Théâtre communautaire à Bafoussam

La ville de Bafoussam, capitale de la Région de l’Ouest, est située à une centaine de kilomètres de Bamenda, capitale de la Région du Nord-ouest, une des régions où sévit la crise sécuritaire actuelle au Cameroun. Bafoussam est l’une des villes qui accueille le plus grand nombre des déplacées internes de cette crise. On note ainsi depuis le début de la crise, une recrudescence des populations anglophones dans cette ville. Cette augmentation est parallèle à celle des violences envers cette population.

Afin de sensibiliser et d’informer la communauté des déplacés internes sur les types et les formes de violences auxquelles elles font face, ainsi que sur les opportunités que s’offrent à elles pour faire face à ces violences, Horizons Femmes a organisé le 14 juin 2021, la première représentation de théâtre communautaire. Cette représentation marque la fin d’une formation des apprentis actrices issues de cette communauté et vivant à Bafoussam.

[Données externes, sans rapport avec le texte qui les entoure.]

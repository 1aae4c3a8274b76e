use std::io::Read;

use anyhow::Context;
use brain_api::commands::TransactionArgs;
use brain_api::{Command, execute};
use brain_core::BrainConfig;
use tracing::debug;

use super::open_store;

/// Run one store command and print its JSON result.
pub fn run(config: &BrainConfig, command: Command) -> anyhow::Result<()> {
    let store = open_store(config)?;
    let name = command.name();
    debug!(command = name, "running command");
    match execute(&store, &config.state, command) {
        Ok(output) => {
            println!("{}", serde_json::to_string_pretty(&output)?);
            Ok(())
        }
        Err(e) => {
            let kind = serde_json::to_value(e.kind())?;
            let kind = kind.as_str().unwrap_or("error");
            anyhow::bail!("{name} failed ({kind}): {e}")
        }
    }
}

/// Parse a transaction batch from a file, or stdin for "-".
pub fn read_transaction(source: &str) -> anyhow::Result<TransactionArgs> {
    let content = if source == "-" {
        let mut buf = String::new();
        std::io::stdin().read_to_string(&mut buf)?;
        buf
    } else {
        std::fs::read_to_string(source).with_context(|| format!("reading {source}"))?
    };
    serde_json::from_str(&content).context("parsing transaction operations")
}

#[cfg(test)]
mod tests {
    use super::*;

    #[test]
    fn read_transaction_file() {
        let dir = tempfile::tempdir().unwrap();
        let path = dir.path().join("ops.json");
        std::fs::write(
            &path,
            r#"{"operations": [{"action": "set", "key": "a", "value": 1}, {"action": "delete", "key": "a"}]}"#,
        )
        .unwrap();

        let args = read_transaction(path.to_str().unwrap()).unwrap();
        assert_eq!(args.operations.len(), 2);
        assert_eq!(args.operations[0].category, "system");
    }

    #[test]
    fn run_against_file_store() {
        let dir = tempfile::tempdir().unwrap();
        let mut config = BrainConfig::default();
        config.storage.path = Some(dir.path().join("state.redb"));

        let set: Command = serde_json::from_value(serde_json::json!({
            "command": "state.set", "args": {"key": "k", "value": "v"}
        }))
        .unwrap();
        run(&config, set).unwrap();

        let get: Command = serde_json::from_value(serde_json::json!({
            "command": "state.get", "args": {"key": "k", "category": "system"}
        }))
        .unwrap();
        run(&config, get).unwrap();

        let missing: Command = serde_json::from_value(serde_json::json!({
            "command": "state.get", "args": {"key": "nope"}
        }))
        .unwrap();
        let err = run(&config, missing).unwrap_err();
        assert!(err.to_string().contains("not_found"));
    }
}
//! REST API handlers.
//!
//! Each handler turns its request into a [`Command`], runs it on the
//! blocking pool and wraps the outcome in the JSON envelope.

use axum::Json;
use axum::extract::rejection::{JsonRejection, QueryRejection};
use axum::extract::{Query, State};
use axum::http::StatusCode;
use axum::response::{IntoResponse, Response};
use brain_state::{ErrorKind, StateResult};
use serde::Serialize;
use tracing::{debug, error};

use crate::ApiState;
use crate::commands::*;

/// Response wrapper for consistent API format.
#[derive(Serialize)]
struct ApiResponse<T: Serialize> {
    success: bool,
    #[serde(skip_serializing_if = "Option::is_none")]
    data: Option<T>,
    #[serde(skip_serializing_if = "Option::is_none")]
    error: Option<ApiError>,
}

/// Structured failure: machine-readable kind plus message.
#[derive(Debug, Serialize)]
pub struct ApiError {
    pub kind: ErrorKind,
    pub message: String,
}

impl<T: Serialize> ApiResponse<T> {
    fn ok(data: T) -> Json<Self> {
        Json(Self {
            success: true,
            data: Some(data),
            error: None,
        })
    }
}

pub fn status_for(kind: ErrorKind) -> StatusCode {
    match kind {
        ErrorKind::InvalidArgument => StatusCode::BAD_REQUEST,
        ErrorKind::NotFound => StatusCode::NOT_FOUND,
        ErrorKind::PreconditionFailed => StatusCode::PRECONDITION_FAILED,
        ErrorKind::TransactionFailed => StatusCode::CONFLICT,
        ErrorKind::StorageUnavailable => StatusCode::SERVICE_UNAVAILABLE,
    }
}

fn error_response(kind: ErrorKind, message: String) -> Response {
    (
        status_for(kind),
        Json(ApiResponse::<()> {
            success: false,
            data: None,
            error: Some(ApiError { kind, message }),
        }),
    )
        .into_response()
}

/// Execute a command off the async runtime; store calls block on disk I/O.
async fn run(state: ApiState, command: Command) -> Response {
    let name = command.name();
    let result =
        tokio::task::spawn_blocking(move || execute(&state.store, &state.limits, command)).await;
    respond(name, result)
}

fn respond<T: Serialize>(
    name: &str,
    result: Result<StateResult<T>, tokio::task::JoinError>,
) -> Response {
    match result {
        Ok(Ok(output)) => {
            debug!(command = name, "command succeeded");
            ApiResponse::ok(output).into_response()
        }
        Ok(Err(e)) => {
            debug!(command = name, error = %e, "command failed");
            error_response(e.kind(), e.to_string())
        }
        Err(e) => {
            error!(command = name, error = %e, "command task panicked");
            error_response(
                ErrorKind::StorageUnavailable,
                "command task failed".to_string(),
            )
        }
    }
}

/// Malformed requests get the same envelope as any other invalid argument.
fn rejected(message: String) -> Response {
    debug!(error = %message, "request rejected");
    error_response(ErrorKind::InvalidArgument, message)
}

async fn run_json<T>(
    state: ApiState,
    body: Result<Json<T>, JsonRejection>,
    command: fn(T) -> Command,
) -> Response {
    match body {
        Ok(Json(args)) => run(state, command(args)).await,
        Err(rejection) => rejected(rejection.body_text()),
    }
}

async fn run_query<T>(
    state: ApiState,
    query: Result<Query<T>, QueryRejection>,
    command: fn(T) -> Command,
) -> Response {
    match query {
        Ok(Query(args)) => run(state, command(args)).await,
        Err(rejection) => rejected(rejection.body_text()),
    }
}

// ── Envelope ───────────────────────────────────────────────────

/// POST /api/v1/commands
pub async fn command(
    State(state): State<ApiState>,
    body: Result<Json<Command>, JsonRejection>,
) -> Response {
    run_json(state, body, std::convert::identity).await
}

// ── State ──────────────────────────────────────────────────────

/// POST /api/v1/state/set
pub async fn set(State(state): State<ApiState>, body: Result<Json<SetArgs>, JsonRejection>) -> Response {
    run_json(state, body, Command::Set).await
}

/// GET /api/v1/state/get
pub async fn get(State(state): State<ApiState>, query: Result<Query<GetArgs>, QueryRejection>) -> Response {
    run_query(state, query, Command::Get).await
}

/// GET /api/v1/state/list
pub async fn list(State(state): State<ApiState>, query: Result<Query<ListArgs>, QueryRejection>) -> Response {
    run_query(state, query, Command::List).await
}

/// POST /api/v1/state/delete
pub async fn delete(
    State(state): State<ApiState>,
    body: Result<Json<DeleteArgs>, JsonRejection>,
) -> Response {
    run_json(state, body, Command::Delete).await
}

/// POST /api/v1/state/clear
pub async fn clear(State(state): State<ApiState>, body: Result<Json<ClearArgs>, JsonRejection>) -> Response {
    run_json(state, body, Command::Clear).await
}

/// POST /api/v1/state/transaction
pub async fn transaction(
    State(state): State<ApiState>,
    body: Result<Json<TransactionArgs>, JsonRejection>,
) -> Response {
    run_json(state, body, Command::Transaction).await
}

/// POST /api/v1/state/migrate
pub async fn migrate(
    State(state): State<ApiState>,
    body: Result<Json<MigrateArgs>, JsonRejection>,
) -> Response {
    run_json(state, body, Command::Migrate).await
}

/// GET /api/v1/state/stats
pub async fn stats(State(state): State<ApiState>) -> Response {
    run(state, Command::Stats).await
}

// ── Legacy memories ────────────────────────────────────────────

/// POST /api/v1/memories
pub async fn remember(
    State(state): State<ApiState>,
    body: Result<Json<RememberArgs>, JsonRejection>,
) -> Response {
    run_json(state, body, Command::Remember).await
}
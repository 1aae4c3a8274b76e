//! Error types for the Brain state store.

use serde::{Deserialize, Serialize};
use thiserror::Error;

/// Result type alias for state store operations.
pub type StateResult<T> = Result<T, StateError>;

/// Errors that can occur during state store operations.
#[derive(Debug, Error)]
pub enum StateError {
    #[error("failed to open database: {0}")]
    Open(String),

    #[error("transaction error: {0}")]
    Transaction(String),

    #[error("table error: {0}")]
    Table(String),

    #[error("read error: {0}")]
    Read(String),

    #[error("write error: {0}")]
    Write(String),

    #[error("serialization error: {0}")]
    Serialize(String),

    #[error("deserialization error: {0}")]
    Deserialize(String),

    #[error("invalid argument: {0}")]
    InvalidArgument(String),

    #[error("not found: {0}")]
    NotFound(String),

    #[error("precondition failed: {0}")]
    PreconditionFailed(String),

    /// A batch was rolled back; nothing it contained was applied.
    #[error("transaction failed: {0}")]
    TransactionFailed(String),
}

/// Caller-facing classification of a [`StateError`].
#[derive(Debug, Clone, Copy, PartialEq, Eq, Serialize, Deserialize)]
#[serde(rename_all = "snake_case")]
pub enum ErrorKind {
    InvalidArgument,
    NotFound,
    PreconditionFailed,
    TransactionFailed,
    StorageUnavailable,
}

impl StateError {
    pub fn kind(&self) -> ErrorKind {
        match self {
            StateError::InvalidArgument(_) => ErrorKind::InvalidArgument,
            StateError::NotFound(_) => ErrorKind::NotFound,
            StateError::PreconditionFailed(_) => ErrorKind::PreconditionFailed,
            StateError::TransactionFailed(_) => ErrorKind::TransactionFailed,
            StateError::Open(_)
            | StateError::Transaction(_)
            | StateError::Table(_)
            | StateError::Read(_)
            | StateError::Write(_)
            | StateError::Serialize(_)
            | StateError::Deserialize(_) => ErrorKind::StorageUnavailable,
        }
    }
}

#[cfg(test)]
mod tests {
    use super::*;

    #[test]
    fn storage_failures_are_storage_unavailable() {
        for err in [
            StateError::Open("disk".into()),
            StateError::Write("full".into()),
            StateError::Deserialize("corrupt".into()),
        ] {
            assert_eq!(err.kind(), ErrorKind::StorageUnavailable);
        }
    }

    #[test]
    fn kind_serializes_snake_case() {
        let json = serde_json::to_string(&ErrorKind::PreconditionFailed).unwrap();
        assert_eq!(json, "\"precondition_failed\"");
    }
}
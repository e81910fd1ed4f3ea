//! The HTTP interface.
//!
//! A single route, `POST /solve`, accepts `{"equation": "..."}` and replies
//! with either `{"solution": "..."}` or `{"error": "..."}`.

use crate::{
    config::Config,
    equations::solve_equation,
    errors::{Error, ErrorKind},
    solve::SolutionSet,
};
use axum::{
    body::Bytes,
    extract::State,
    http::StatusCode,
    response::{IntoResponse, Json, Response},
    routing::{get, post},
    Router,
};
use serde::{Deserialize, Serialize};
use std::sync::Arc;
use tokio::net::TcpListener;
use tower_http::trace::TraceLayer;
use tracing::{debug, error, info, warn};

/// The body of a `POST /solve` request.
#[derive(Debug, Clone, PartialEq, Serialize, Deserialize)]
pub struct SolveRequest {
    pub equation: Option<String>,
}

#[derive(Debug, Clone, PartialEq, Serialize, Deserialize)]
pub struct SolveResponse {
    pub solution: String,
}

#[derive(Debug, Clone, PartialEq, Serialize, Deserialize)]
pub struct ErrorResponse {
    pub error: String,
}

#[derive(Debug, Clone)]
struct AppState {
    config: Arc<Config>,
}

/// Build the application's routes.
pub fn router(config: Config) -> Router {
    Router::new()
        .route("/solve", post(handle_solve))
        .route("/health", get(health))
        .layer(TraceLayer::new_for_http())
        .with_state(AppState {
            config: Arc::new(config),
        })
}

/// Listen on the configured address until the process is interrupted.
pub async fn serve(config: Config) -> eyre::Result<()> {
    let addr = config.addr;
    let app = router(config);

    let listener = TcpListener::bind(addr).await?;
    info!(%addr, "Listening");

    axum::serve(listener, app)
        .with_graceful_shutdown(async {
            if let Err(e) = tokio::signal::ctrl_c().await {
                warn!(error = %e, "Unable to listen for the shutdown signal");
                std::future::pending::<()>().await;
            }
            info!("Shutdown signal received, stopping server gracefully");
        })
        .await?;

    Ok(())
}

async fn handle_solve(
    State(state): State<AppState>,
    body: Bytes,
) -> Result<Json<SolveResponse>, Error> {
    let equation = read_equation(&body)?;
    debug!(%equation, "Received equation");

    let solutions = solve_with_timeout(Arc::clone(&state.config), equation)
        .await?;

    if solutions.is_all() {
        info!("Equation holds for every value of the unknown");
    } else {
        info!(
            roots = solutions.roots().len(),
            solution = %solutions,
            "Equation solved successfully"
        );
    }

    Ok(Json(SolveResponse {
        solution: solutions.to_string(),
    }))
}

async fn health() -> Json<serde_json::Value> {
    Json(serde_json::json!({ "status": "ok" }))
}

/// Pull the equation out of a request body.
fn read_equation(body: &[u8]) -> Result<String, Error> {
    if body.is_empty() {
        return Err(Error::MissingEquation);
    }

    let request: SolveRequest = serde_json::from_slice(body).map_err(|e| {
        debug!(error = %e, "Unable to deserialize the request body");
        Error::MissingEquation
    })?;

    let equation = request.equation.ok_or(Error::MissingEquation)?;

    if equation.trim().is_empty() {
        return Err(Error::EmptyEquation);
    }

    Ok(equation)
}

/// Solve on the blocking thread pool, giving up once the configured time
/// budget is spent.
async fn solve_with_timeout(
    config: Arc<Config>,
    equation: String,
) -> Result<SolutionSet, Error> {
    let budget = config.solve_timeout;
    let deadline = config.deadline();

    let task = tokio::task::spawn_blocking(move || {
        solve_equation(&equation, &config.vocabulary, &deadline)
    });

    let joined = match budget {
        Some(budget) => tokio::time::timeout(budget, task)
            .await
            .map_err(|_| Error::TimedOut)?,
        None => task.await,
    };

    joined.map_err(|e| Error::Internal(e.to_string()))?
}

impl IntoResponse for Error {
    fn into_response(self) -> Response {
        let kind = self.kind();

        let status = if kind.is_caller_error() {
            warn!(?kind, error = %self, "Unable to solve the equation");
            StatusCode::BAD_REQUEST
        } else {
            error!(?kind, error = %self, "Unexpected error while solving");
            StatusCode::INTERNAL_SERVER_ERROR
        };

        let body = ErrorResponse {
            error: self.public_message(),
        };

        (status, Json(body)).into_response()
    }
}
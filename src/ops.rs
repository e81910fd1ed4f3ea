//! [`Expression`] operations.

use crate::{
    deadline::{Deadline, TimedOut},
    poly::{DivisionByZero, RationalFunction},
    BinaryOperation, Expression,
};
use dashu::rational::RBig;

/// The largest exponent `^` will accept.
pub const MAX_EXPONENT: i64 = 256;
/// The largest degree an intermediate polynomial may reach.
pub const MAX_DEGREE: usize = 1024;

/// Reasons an [`Expression`] can't be turned into a value.
#[derive(Debug, Clone, PartialEq, thiserror::Error)]
pub enum EvaluationError {
    #[error("exponents must be integer constants, found \"{exponent}\"")]
    NonIntegerExponent { exponent: String },
    #[error("\"{callee}\" is not callable")]
    NotCallable { callee: String },
    #[error("division by zero")]
    DivisionByZero,
    #[error("the exponent {exponent} is larger than {limit}")]
    ExponentTooLarge { exponent: String, limit: i64 },
    #[error("the expression's degree exceeds {limit}")]
    DegreeTooLarge { limit: usize },
    #[error(transparent)]
    TimedOut(#[from] TimedOut),
}

impl From<DivisionByZero> for EvaluationError {
    fn from(_: DivisionByZero) -> Self { EvaluationError::DivisionByZero }
}

/// Evaluate an [`Expression`] to its exact value, a ratio of polynomials in
/// the unknown.
pub fn evaluate(
    expr: &Expression,
    deadline: &Deadline,
) -> Result<RationalFunction, EvaluationError> {
    deadline.check()?;

    let value = match expr {
        Expression::Unknown => RationalFunction::unknown(),
        Expression::Constant(value) => {
            RationalFunction::constant(value.clone())
        },
        Expression::Negate(inner) => evaluate(inner, deadline)?.neg(),
        Expression::Apply { callee, .. } => {
            return Err(EvaluationError::NotCallable {
                callee: callee.to_string(),
            });
        },
        Expression::Binary {
            left,
            right,
            op: BinaryOperation::Power,
        } => {
            let base = evaluate(left, deadline)?;
            let exponent = integer_exponent(right, deadline)?;
            power(&base, exponent, deadline)?
        },
        Expression::Binary { left, right, op } => {
            let left = evaluate(left, deadline)?;
            let right = evaluate(right, deadline)?;

            match op {
                BinaryOperation::Plus => left.add(&right),
                BinaryOperation::Minus => left.sub(&right),
                BinaryOperation::Times => left.mul(&right),
                BinaryOperation::Divide => left.div(&right)?,
                BinaryOperation::Power => unreachable!(),
            }
        },
    };

    check_degree(&value)?;

    Ok(value)
}

/// Evaluate the right hand side of a `^`, making sure it is a reasonably
/// sized integer.
fn integer_exponent(
    expr: &Expression,
    deadline: &Deadline,
) -> Result<i64, EvaluationError> {
    let value = evaluate(expr, deadline)?;

    let exponent = match value.as_constant() {
        Some(c) if c.denominator().is_one() => c.numerator().clone(),
        _ => {
            return Err(EvaluationError::NonIntegerExponent {
                exponent: expr.to_string(),
            })
        },
    };

    match i64::try_from(exponent) {
        Ok(n) if n.abs() <= MAX_EXPONENT => Ok(n),
        _ => Err(EvaluationError::ExponentTooLarge {
            exponent: expr.to_string(),
            limit: MAX_EXPONENT,
        }),
    }
}

/// Raise a value to an integer power using repeated squaring.
fn power(
    base: &RationalFunction,
    exponent: i64,
    deadline: &Deadline,
) -> Result<RationalFunction, EvaluationError> {
    let mut square = if exponent < 0 {
        base.recip()?
    } else {
        base.clone()
    };
    let mut remaining = exponent.unsigned_abs();
    let mut result = RationalFunction::constant(RBig::ONE);

    while remaining > 0 {
        deadline.check()?;

        if remaining & 1 == 1 {
            result = result.mul(&square);
            check_degree(&result)?;
        }

        remaining >>= 1;

        if remaining > 0 {
            square = square.mul(&square);
            check_degree(&square)?;
        }
    }

    Ok(result)
}

fn check_degree(value: &RationalFunction) -> Result<(), EvaluationError> {
    if value.degree() > MAX_DEGREE {
        Err(EvaluationError::DegreeTooLarge { limit: MAX_DEGREE })
    } else {
        Ok(())
    }
}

La manifestation, qui s’est tenue dans une des salles de fête d’un hôtel de la ville a rassemblé 118 personnes, qui se sont réunies pour un descriptif grandeur nature des formes que prennent les violences subites par les femmes et filles déplacées de la crise dite anglophone. Psychologiques, physiques, sexuelles, économiques, telles sont autant de formes que revêtent ces violences et qui ont été passées en revue par les actrices sur la scène.

Une centaine de personnes a assisté à la représentation

 

Ces actrices sont issues de la communauté de la cible à sensibiliser. Elles sont les témoins vivants et les survivantes des violences subies par celles qui ont fui leurs domiciles et villages pour venir chercher sécurité et réconfort dans une autre ville. Elles sont 11 leaders qui ont bénéficié d’une formation sur les types de violences, les mécanismes de réponse et les opportunités offertes à la fois par l’Etat et par les Organisations de la Société Civile, au premier rang desquelles Horizons Femmes. A la suite de cette formation, des thèmes de sensibilisation ont été identifiés. Le scénariste recruté dans le cadre du projet avait pour mission de décliner chaque thème en pièce de théâtre.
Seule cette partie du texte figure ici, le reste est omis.